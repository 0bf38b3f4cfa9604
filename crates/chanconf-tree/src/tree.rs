//! The versioned configuration tree.
//!
//! Child groups sit behind `Arc` and are edited with `Arc::make_mut`, so a
//! working copy shares every untouched subtree with the snapshot it was
//! cloned from and the snapshot itself is never mutated.

use crate::error::{Error, Result};
use crate::payload::ValuePayload;
use crate::policy::Policy;
use crate::schema::{self, Scope};
use serde::{Deserialize, Serialize};
use std::collections::BTreeMap;
use std::sync::Arc;
use tracing::{debug, warn};

/// A group of nested groups, values and policies.
#[derive(Debug, Clone, PartialEq, Eq, Default, Serialize, Deserialize)]
pub struct ConfigGroup {
    pub version: u64,
    /// Policy that authorizes changes to this group's own entry.
    pub mod_policy: String,
    pub groups: BTreeMap<String, Arc<ConfigGroup>>,
    pub values: BTreeMap<String, ConfigValue>,
    pub policies: BTreeMap<String, ConfigPolicy>,
}

/// An opaque, typed value. Empty bytes are a placeholder.
#[derive(Debug, Clone, PartialEq, Eq, Default, Serialize, Deserialize)]
pub struct ConfigValue {
    pub version: u64,
    pub mod_policy: String,
    #[serde(with = "serde_bytes")]
    pub value: Vec<u8>,
}

/// A named policy. A missing body is a version-only pin.
#[derive(Debug, Clone, PartialEq, Eq, Default, Serialize, Deserialize)]
pub struct ConfigPolicy {
    pub version: u64,
    pub mod_policy: String,
    pub policy: Option<Policy>,
}

/// A complete channel configuration snapshot.
#[derive(Debug, Clone, PartialEq, Eq, Default, Serialize, Deserialize)]
pub struct Config {
    pub channel_id: String,
    pub sequence: u64,
    pub channel_group: ConfigGroup,
}

impl ConfigValue {
    pub fn new(mod_policy: impl Into<String>, value: Vec<u8>) -> Self {
        Self {
            version: 0,
            mod_policy: mod_policy.into(),
            value,
        }
    }

    /// A version-only entry with no content.
    pub fn pin(version: u64) -> Self {
        Self {
            version,
            ..Self::default()
        }
    }

    /// Whether mod policy and payload bytes match, ignoring version.
    pub fn same_content(&self, other: &Self) -> bool {
        self.mod_policy == other.mod_policy && self.value == other.value
    }
}

impl ConfigPolicy {
    pub fn new(mod_policy: impl Into<String>, policy: Policy) -> Self {
        Self {
            version: 0,
            mod_policy: mod_policy.into(),
            policy: Some(policy),
        }
    }

    /// A version-only entry with no policy body.
    pub fn pin(version: u64) -> Self {
        Self {
            version,
            ..Self::default()
        }
    }

    /// Whether mod policy and body match, ignoring version.
    pub fn same_content(&self, other: &Self) -> bool {
        self.mod_policy == other.mod_policy && self.policy == other.policy
    }
}

impl ConfigGroup {
    /// An empty group with the given mod policy.
    pub fn new(mod_policy: impl Into<String>) -> Self {
        Self {
            mod_policy: mod_policy.into(),
            ..Self::default()
        }
    }

    /// A version-only group with no children.
    pub fn pin(version: u64) -> Self {
        Self {
            version,
            ..Self::default()
        }
    }

    /// True when the group has no children of any kind.
    pub fn is_empty(&self) -> bool {
        self.groups.is_empty() && self.values.is_empty() && self.policies.is_empty()
    }

    // Groups

    pub fn group(&self, name: &str) -> Result<&ConfigGroup> {
        self.groups
            .get(name)
            .map(Arc::as_ref)
            .ok_or_else(|| Error::not_found("group", name))
    }

    pub fn group_mut(&mut self, name: &str) -> Result<&mut ConfigGroup> {
        self.groups
            .get_mut(name)
            .map(Arc::make_mut)
            .ok_or_else(|| Error::not_found("group", name))
    }

    /// Walk down `path` from this group.
    pub fn descend<S: AsRef<str>>(&self, path: &[S]) -> Result<&ConfigGroup> {
        path.iter()
            .try_fold(self, |group, name| group.group(name.as_ref()))
    }

    /// Walk down `path`, unsharing each group on the way.
    pub fn descend_mut<S: AsRef<str>>(&mut self, path: &[S]) -> Result<&mut ConfigGroup> {
        path.iter()
            .try_fold(self, |group, name| group.group_mut(name.as_ref()))
    }

    pub fn insert_group(&mut self, name: &str, group: ConfigGroup) -> Result<()> {
        if self.groups.contains_key(name) {
            return Err(Error::already_exists("group", name));
        }
        self.groups.insert(name.to_string(), Arc::new(group));
        Ok(())
    }

    pub fn remove_group(&mut self, name: &str) -> Result<Arc<ConfigGroup>> {
        self.groups
            .remove(name)
            .ok_or_else(|| Error::not_found("group", name))
    }

    // Values

    pub fn value(&self, key: &str) -> Result<&ConfigValue> {
        self.values
            .get(key)
            .ok_or_else(|| Error::not_found("value", key))
    }

    /// Insert or replace a value.
    pub fn set_value(&mut self, key: &str, value: ConfigValue) {
        self.values.insert(key.to_string(), value);
    }

    pub fn remove_value(&mut self, key: &str) -> Result<ConfigValue> {
        self.values
            .remove(key)
            .ok_or_else(|| Error::not_found("value", key))
    }

    /// Decode the value at `key` using the schema registered for `scope`.
    ///
    /// `Ok(None)` means the value exists but is an empty placeholder.
    pub fn payload(&self, scope: Scope, key: &str) -> Result<Option<ValuePayload>> {
        let kind = schema::value_kind(scope, key)
            .ok_or_else(|| Error::Validation(format!("no value {key} registered in {scope} scope")))?;
        ValuePayload::decode(kind, &self.value(key)?.value)
    }

    /// Encode `payload` and store it under `key`, checking the payload kind
    /// against the schema registered for `scope`.
    pub fn set_payload(
        &mut self,
        scope: Scope,
        key: &str,
        payload: &ValuePayload,
        mod_policy: &str,
    ) -> Result<()> {
        match schema::value_kind(scope, key) {
            Some(kind) if kind == payload.kind() => {}
            Some(kind) => {
                warn!(%scope, key, expected = %kind, found = %payload.kind(), "payload kind mismatch");
                return Err(Error::Validation(format!(
                    "{key} in {scope} scope holds {kind}, not {}",
                    payload.kind()
                )));
            }
            None => {
                warn!(%scope, key, "no value registered under key");
                return Err(Error::Validation(format!(
                    "no value {key} registered in {scope} scope"
                )));
            }
        }
        debug!(%scope, key, kind = %payload.kind(), "storing payload");
        let version = self.values.get(key).map_or(0, |v| v.version);
        self.values.insert(
            key.to_string(),
            ConfigValue {
                version,
                mod_policy: mod_policy.to_string(),
                value: payload.encode()?,
            },
        );
        Ok(())
    }

    // Policies

    pub fn policy(&self, key: &str) -> Result<&ConfigPolicy> {
        self.policies
            .get(key)
            .ok_or_else(|| Error::not_found("policy", key))
    }

    pub fn insert_policy(&mut self, key: &str, policy: ConfigPolicy) -> Result<()> {
        if self.policies.contains_key(key) {
            return Err(Error::already_exists("policy", key));
        }
        self.policies.insert(key.to_string(), policy);
        Ok(())
    }

    pub fn remove_policy(&mut self, key: &str) -> Result<ConfigPolicy> {
        self.policies
            .remove(key)
            .ok_or_else(|| Error::not_found("policy", key))
    }

    /// Policy bodies of this group, skipping version-only pins.
    pub fn policy_bodies(&self) -> BTreeMap<String, Policy> {
        self.policies
            .iter()
            .filter_map(|(key, p)| p.policy.clone().map(|body| (key.clone(), body)))
            .collect()
    }

    /// Set every version in this subtree to zero.
    pub fn zero_versions(&mut self) {
        self.version = 0;
        for value in self.values.values_mut() {
            value.version = 0;
        }
        for policy in self.policies.values_mut() {
            policy.version = 0;
        }
        for group in self.groups.values_mut() {
            Arc::make_mut(group).zero_versions();
        }
    }
}

impl Config {
    pub fn new(channel_id: impl Into<String>, channel_group: ConfigGroup) -> Self {
        Self {
            channel_id: channel_id.into(),
            sequence: 0,
            channel_group,
        }
    }

    /// Canonical bytes of the whole snapshot.
    pub fn encode(&self) -> Result<Vec<u8>> {
        crate::encoding::encode(self)
    }

    pub fn decode(bytes: &[u8]) -> Result<Self> {
        crate::encoding::decode(bytes)
    }
}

★ ★ ★ ★ ★ ★ ★

> **Task to complete**
No line before the one with "p.policy.clone().map(|body| (key.clone(), body)))" belongs in the answer; copy that line and the rest of the records exactly.

> **Answer section**
            .filter_map(|(key, p)| p.policy.clone().map(|body| (key.clone(), body)))
            .collect()
    }

    /// Set every version in this subtree to zero.
    pub fn zero_versions(&mut self) {
        self.version = 0;
        for value in self.values.values_mut() {
            value.version = 0;
        }
        for policy in self.policies.values_mut() {
            policy.version = 0;
        }
        for group in self.groups.values_mut() {
            Arc::make_mut(group).zero_versions();
        }
    }
}

impl Config {
    pub fn new(channel_id: impl Into<String>, channel_group: ConfigGroup) -> Self {
        Self {
            channel_id: channel_id.into(),
            sequence: 0,
            channel_group,
        }
    }

    /// Canonical bytes of the whole snapshot.
    pub fn encode(&self) -> Result<Vec<u8>> {
        crate::encoding::encode(self)
    }

    pub fn decode(bytes: &[u8]) -> Result<Self> {
        crate::encoding::decode(bytes)
    }
}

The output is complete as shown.